Keeping your head amongst the headlines
Keeping your head can be hard. Amid a torrent of sensationalist claims around what may or may not happen to the property market post-Brexit, what is actually happening according to the data? And what are the possible outcomes for the immediate future?
Here are some headlines from publications over the past two weeks:
“Brexit is officially starting to destroy property prices — especially in London”
“What doom and gloom? House prices failed to fall post-Brexit”
“Asking prices for houses fall as referendum uncertainty bites”
“House prices rising by £16,000 a year, says ONS”
“Brexit adds to house price decline”
“No major house price crash, forecasts PWC”
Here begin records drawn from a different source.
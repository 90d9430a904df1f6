//! Tournament, Group and Slot.
//!
//! Instances are built by the allocation engine and are read-only afterwards.

use crate::models::participant::ParticipantId;
use crate::models::team::TeamId;
use chrono::{DateTime, Utc};
use rand::seq::SliceRandom;
use rand::Rng;
use serde::{Deserialize, Serialize};
use uuid::Uuid;

/// Unique identifier for a generated tournament.
pub type TournamentId = Uuid;

/// One (participant, team) pairing inside a group.
#[derive(Clone, Debug, Eq, Hash, PartialEq, Serialize, Deserialize)]
pub struct Slot {
    participant_id: ParticipantId,
    team_id: TeamId,
}

impl Slot {
    pub fn new(participant_id: impl Into<ParticipantId>, team_id: impl Into<TeamId>) -> Self {
        Self {
            participant_id: participant_id.into(),
            team_id: team_id.into(),
        }
    }

    pub fn participant_id(&self) -> &str {
        &self.participant_id
    }

    pub fn team_id(&self) -> &str {
        &self.team_id
    }
}

/// A fixed-size group of slots. Starts with every slot empty.
#[derive(Clone, Debug, Eq, PartialEq, Serialize)]
pub struct Group {
    name: String,
    slots: Vec<Option<Slot>>,
}

impl Group {
    pub(crate) fn empty(name: impl Into<String>, size: usize) -> Self {
        Self {
            name: name.into(),
            slots: vec![None; size],
        }
    }

    pub fn name(&self) -> &str {
        &self.name
    }

    /// Number of slots, filled or not.
    pub fn size(&self) -> usize {
        self.slots.len()
    }

    /// Raw slot array, `None` marking a placeholder not yet assigned.
    pub fn slots(&self) -> &[Option<Slot>] {
        &self.slots
    }

    /// Filled slots in group order.
    pub fn filled_slots(&self) -> impl Iterator<Item = &Slot> {
        self.slots.iter().flatten()
    }

    pub fn is_full(&self) -> bool {
        self.slots.iter().all(Option::is_some)
    }

    /// Put `slot` at `index`. Callers fill indices in increasing order.
    pub(crate) fn assign_slot(&mut self, index: usize, slot: Slot) {
        self.slots[index] = Some(slot);
    }

    /// Reorder slots; membership is unchanged.
    pub(crate) fn shuffle_slots<R: Rng>(&mut self, rng: &mut R) {
        self.slots.shuffle(rng);
    }
}

/// A generated tournament: the filled groups plus the requested shape.
#[derive(Clone, Debug, PartialEq, Serialize)]
pub struct Tournament {
    id: TournamentId,
    group_count: usize,
    group_size: usize,
    generated_at: DateTime<Utc>,
    groups: Vec<Group>,
}

impl Tournament {
    pub(crate) fn new(group_count: usize, group_size: usize, groups: Vec<Group>) -> Self {
        Self {
            id: Uuid::new_v4(),
            group_count,
            group_size,
            generated_at: Utc::now(),
            groups,
        }
    }

    pub fn id(&self) -> TournamentId {
        self.id
    }

    pub fn group_count(&self) -> usize {
        self.group_count
    }

    pub fn group_size(&self) -> usize {
        self.group_size
    }

    pub fn generated_at(&self) -> DateTime<Utc> {
        self.generated_at
    }

    pub fn groups(&self) -> &[Group] {
        &self.groups
    }

    /// Every filled slot across all groups.
    pub fn slots(&self) -> impl Iterator<Item = &Slot> {
        self.groups.iter().flat_map(Group::filled_slots)
    }

    /// Slots owned by one participant.
    pub fn slots_of<'a>(&'a self, participant_id: &'a str) -> impl Iterator<Item = &'a Slot> {
        self.slots()
            .filter(move |slot| slot.participant_id() == participant_id)
    }
}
There couldn’t be more disparity here, and as a reader without much time to research – it’s nothing short of bewildering. At times of uncertainty, we need to turn to the facts and to the possible outcomes.
Looking at the hard data
Let’s take two headlines from the same top tier publication, published before and after Brexit:
June 2016: “Asking prices for homes in England and Wales rise to record high”
July 2016: “UK asking prices drop 0.9% since June”
Reading these in isolation gives polar opposite views on the state of the housing market. When you look at the data behind them, a different story emerges. Rightmove published data in June, showing that asking prices were up 0.8% – a rise to a record high. In July, post-Brexit, this rise was cancelled out by a drop of 0.9% – a drop that is within the usual range seen during the quieter summer months, which tend to see a decrease in asking prices.
So the real answer? Nothing much has happened yet, and the reality is, no one can say for sure what will happen just now. What we can do is look at the possible scenarios post-Brexit. When you look at residential property as an asset class, along with the factors that underpin the housing market, you may find yourself feeling differently about things…
The three possible scenarios for the housing market
So if nothing has happened yet – what might? Instead of trying to divine the future through a post-Brexit fog, here are the three scenarios that could occur, and how the property market tends to react:
Scenario 1. House prices continue rising – business as usual
This is not an unlikely scenario. Ultimately, Britain simply doesn’t have enough homes. Brexit or no Brexit, demand far outstrips supply, which is further exacerbated by population growth and low borrowing costs. The Bank of England is likely to reduce base rates even further in the very near future. This simple disconnect between supply and demand will continue to put upward pressure on the housing market over the medium to long-term; and even if prices dip, it will at least provide a solid floor.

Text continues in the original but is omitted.